▶ Information shown
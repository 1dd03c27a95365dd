//! Remediation: turn an import failure into an installed, importable package.
//!
//! [`plan`] decides whether a failure can be remediated at all and which
//! packages to install. [`remediate`] picks the install target (current
//! interpreter, project manager environment or a local virtual environment),
//! extends the search path with its site-packages and runs the installer.

use std::collections::HashMap;
use std::path::{Path, PathBuf};

use tracing::{debug, info, instrument, warn};

use crate::core::config::ResolvedConfig;
use crate::core::failure::ImportFailure;
use crate::core::packages::PackageMap;
use crate::core::search_path::SearchPath;
use crate::error::{RemediationError, Unresolved};
use crate::io::config::RecoveryConfig;
use crate::io::environment::Environment;
use crate::io::process::ShellCommand;
use crate::io::project::{ProjectManager, find_project, manager_available};

/// Inputs for planning one remediation.
#[derive(Debug, Clone, Copy)]
pub struct RemediationRequest<'a> {
    pub failure: &'a ImportFailure,
    pub packages: &'a PackageMap,
    pub config: &'a ResolvedConfig,
    pub workdir: &'a Path,
    pub policy: &'a RecoveryConfig,
}

/// What to install, and where the environment decision is made from.
#[derive(Debug, Clone, PartialEq, Eq)]
pub struct RemediationPlan {
    /// Missing top-level modules, in the order the failure named them.
    pub modules: Vec<String>,
    /// Installable package names for `modules`.
    pub packages: Vec<String>,
    pub workdir: PathBuf,
    pub use_venv: bool,
}

/// Interpreter that receives the installed packages.
#[derive(Debug, Clone, PartialEq, Eq)]
pub enum InstallTarget {
    /// The current interpreter (already isolated, or venvs disabled).
    Current { python: PathBuf },
    /// The environment of a Poetry/PDM project.
    Managed {
        manager: ProjectManager,
        python: PathBuf,
        site_packages: Option<PathBuf>,
    },
    /// A `venv`/`.venv` directory under the working directory.
    VirtualEnv {
        root: PathBuf,
        python: PathBuf,
        site_packages: PathBuf,
    },
}

impl InstallTarget {
    pub fn python(&self) -> &Path {
        match self {
            InstallTarget::Current { python }
            | InstallTarget::Managed { python, .. }
            | InstallTarget::VirtualEnv { python, .. } => python,
        }
    }

    pub fn site_packages(&self) -> Option<&Path> {
        match self {
            InstallTarget::Current { .. } => None,
            InstallTarget::Managed { site_packages, .. } => site_packages.as_deref(),
            InstallTarget::VirtualEnv { site_packages, .. } => Some(site_packages),
        }
    }
}

/// Install targets already ensured in this context, keyed by working
/// directory and venv policy. Cleared by `Recovery::reset`.
#[derive(Debug, Clone, Default)]
pub struct TargetCache {
    targets: HashMap<(PathBuf, bool), InstallTarget>,
}

impl TargetCache {
    pub fn get(&self, workdir: &Path, use_venv: bool) -> Option<&InstallTarget> {
        self.targets.get(&(workdir.to_path_buf(), use_venv))
    }

    pub fn insert(&mut self, workdir: PathBuf, use_venv: bool, target: InstallTarget) {
        self.targets.insert((workdir, use_venv), target);
    }

    pub fn clear(&mut self) {
        self.targets.clear();
    }

    pub fn is_empty(&self) -> bool {
        self.targets.is_empty()
    }
}

/// Outcome of a successful remediation.
#[derive(Debug, Clone, PartialEq, Eq)]
pub struct RemediationReport {
    pub target: InstallTarget,
    pub packages: Vec<String>,
    /// `false` when every module was already present and the installer was skipped.
    pub installed: bool,
    /// Whether the search path gained the target's site-packages in this call.
    pub extended_search_path: bool,
}

/// Decide whether `request.failure` can be remediated and what to install.
pub fn plan(
    env: &impl Environment,
    request: &RemediationRequest<'_>,
) -> Result<RemediationPlan, Unresolved> {
    let modules = request.failure.candidate_modules();
    if modules.is_empty() {
        warn!(message = request.failure.message(), "no module name in import failure");
        return Err(Unresolved::NoCandidate);
    }
    let flag = request.policy.no_install_flag.as_str();
    if env.args().iter().any(|arg| arg == flag) {
        info!(flag, "installation disabled by process argument");
        return Err(Unresolved::InstallDisabled);
    }
    if !request.config.install {
        debug!("installation disabled by configuration");
        return Err(Unresolved::InstallDisabled);
    }
    let packages = request.packages.translate_all(&modules);
    debug!(?modules, ?packages, "remediation planned");
    Ok(RemediationPlan {
        modules,
        packages,
        workdir: request.workdir.to_path_buf(),
        use_venv: request.config.use_venv,
    })
}

/// Ensure an install target, extend the search path and install the plan's packages.
#[instrument(skip_all, fields(workdir = %plan.workdir.display(), packages = ?plan.packages))]
pub fn remediate(
    env: &impl Environment,
    plan: &RemediationPlan,
    policy: &RecoveryConfig,
    search_path: &mut SearchPath,
    targets: &mut TargetCache,
) -> Result<RemediationReport, RemediationError> {
    let target = match targets.get(&plan.workdir, plan.use_venv) {
        Some(target) => target.clone(),
        None => {
            let target = select_target(env, plan, policy)?;
            targets.insert(plan.workdir.clone(), plan.use_venv, target.clone());
            target
        }
    };

    let mut extended_search_path = false;
    if let Some(site) = target.site_packages() {
        if search_path.extend(site) {
            info!(site_packages = %site.display(), "search path extended");
            extended_search_path = true;
        }
        if plan.modules.iter().all(|m| env.module_present(site, m)) {
            info!("modules already present, skipping installer");
            return Ok(RemediationReport {
                target,
                packages: plan.packages.clone(),
                installed: false,
                extended_search_path,
            });
        }
    }

    install(env, target.python(), &plan.packages)?;
    Ok(RemediationReport {
        target,
        packages: plan.packages.clone(),
        installed: true,
        extended_search_path,
    })
}

fn select_target(
    env: &impl Environment,
    plan: &RemediationPlan,
    policy: &RecoveryConfig,
) -> Result<InstallTarget, RemediationError> {
    if !plan.use_venv {
        debug!("virtual environments disabled, using current interpreter");
        return Ok(InstallTarget::Current {
            python: env.current_python(),
        });
    }
    if env.is_isolated() {
        debug!("already isolated, using current interpreter");
        return Ok(InstallTarget::Current {
            python: env.current_python(),
        });
    }
    if let Some(project) = find_project(env, &plan.workdir, policy.marker_search_depth)
        && manager_available(env, &project)
    {
        match project.manager.interpreter(env, &project.root) {
            Ok(python) => {
                let site_packages =
                    env_root(&python).and_then(|root| env.find_site_packages(root));
                info!(
                    manager = project.manager.program(),
                    python = %python.display(),
                    "using project environment"
                );
                return Ok(InstallTarget::Managed {
                    manager: project.manager,
                    python,
                    site_packages,
                });
            }
            Err(err) => {
                let detail = format!("{err:#}");
                warn!(
                    err = %detail,
                    manager = project.manager.program(),
                    "project environment unavailable, falling back to venv"
                );
            }
        }
    }
    ensure_venv(env, plan, policy)
}

fn ensure_venv(
    env: &impl Environment,
    plan: &RemediationPlan,
    policy: &RecoveryConfig,
) -> Result<InstallTarget, RemediationError> {
    let existing = policy
        .venv_dirs
        .iter()
        .map(|name| plan.workdir.join(name))
        .find(|root| env.directory_exists(root));
    let root = match existing {
        Some(root) => {
            debug!(root = %root.display(), "reusing virtual environment");
            root
        }
        None => {
            let name = policy.venv_dirs.first().map(String::as_str).unwrap_or("venv");
            let root = plan.workdir.join(name);
            create_venv(env, &root, &plan.workdir)?;
            root
        }
    };
    let site_packages = env.find_site_packages(&root).ok_or_else(|| {
        RemediationError::EnvironmentCreation {
            root: root.clone(),
            detail: "no site-packages directory".to_string(),
        }
    })?;
    Ok(InstallTarget::VirtualEnv {
        python: env.resolve_installer_python(&root),
        root,
        site_packages,
    })
}

fn create_venv(
    env: &impl Environment,
    root: &Path,
    workdir: &Path,
) -> Result<(), RemediationError> {
    let cmd = ShellCommand::new(env.current_python())
        .args(["-m", "venv"])
        .arg(root)
        .current_dir(workdir);
    info!(command = %cmd, "creating virtual environment");
    let detail = match env.execute(&cmd) {
        Ok(0) => return Ok(()),
        Ok(code) => format!("exit status {code}"),
        Err(err) => format!("{err:#}"),
    };
    Err(RemediationError::EnvironmentCreation {
        root: root.to_path_buf(),
        detail,
    })
}

/// Run the installer once for the whole batch.
fn install(
    env: &impl Environment,
    python: &Path,
    packages: &[String],
) -> Result<(), RemediationError> {
    let cmd = ShellCommand::new(python)
        .args(["-m", "pip", "install"])
        .args(packages.iter().map(String::as_str));
    info!(command = %cmd, "installing packages");
    let detail = match env.execute(&cmd) {
        Ok(0) => return Ok(()),
        Ok(code) => format!("exit status {code}"),
        Err(err) => format!("{err:#}"),
    };
    Err(RemediationError::Installer {
        packages: packages.to_vec(),
        detail,
    })
}

/// Environment root for an interpreter at `<root>/bin/python` or `<root>/Scripts/python.exe`.
fn env_root(python: &Path) -> Option<&Path> {
    python.parent().and_then(Path::parent)
}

▶ Exercise goal
Copy out each line of the listing that contains the word "warn".

▶ Result
use tracing::{debug, info, instrument, warn};
        warn!(message = request.failure.message(), "no module name in import failure");
                warn!(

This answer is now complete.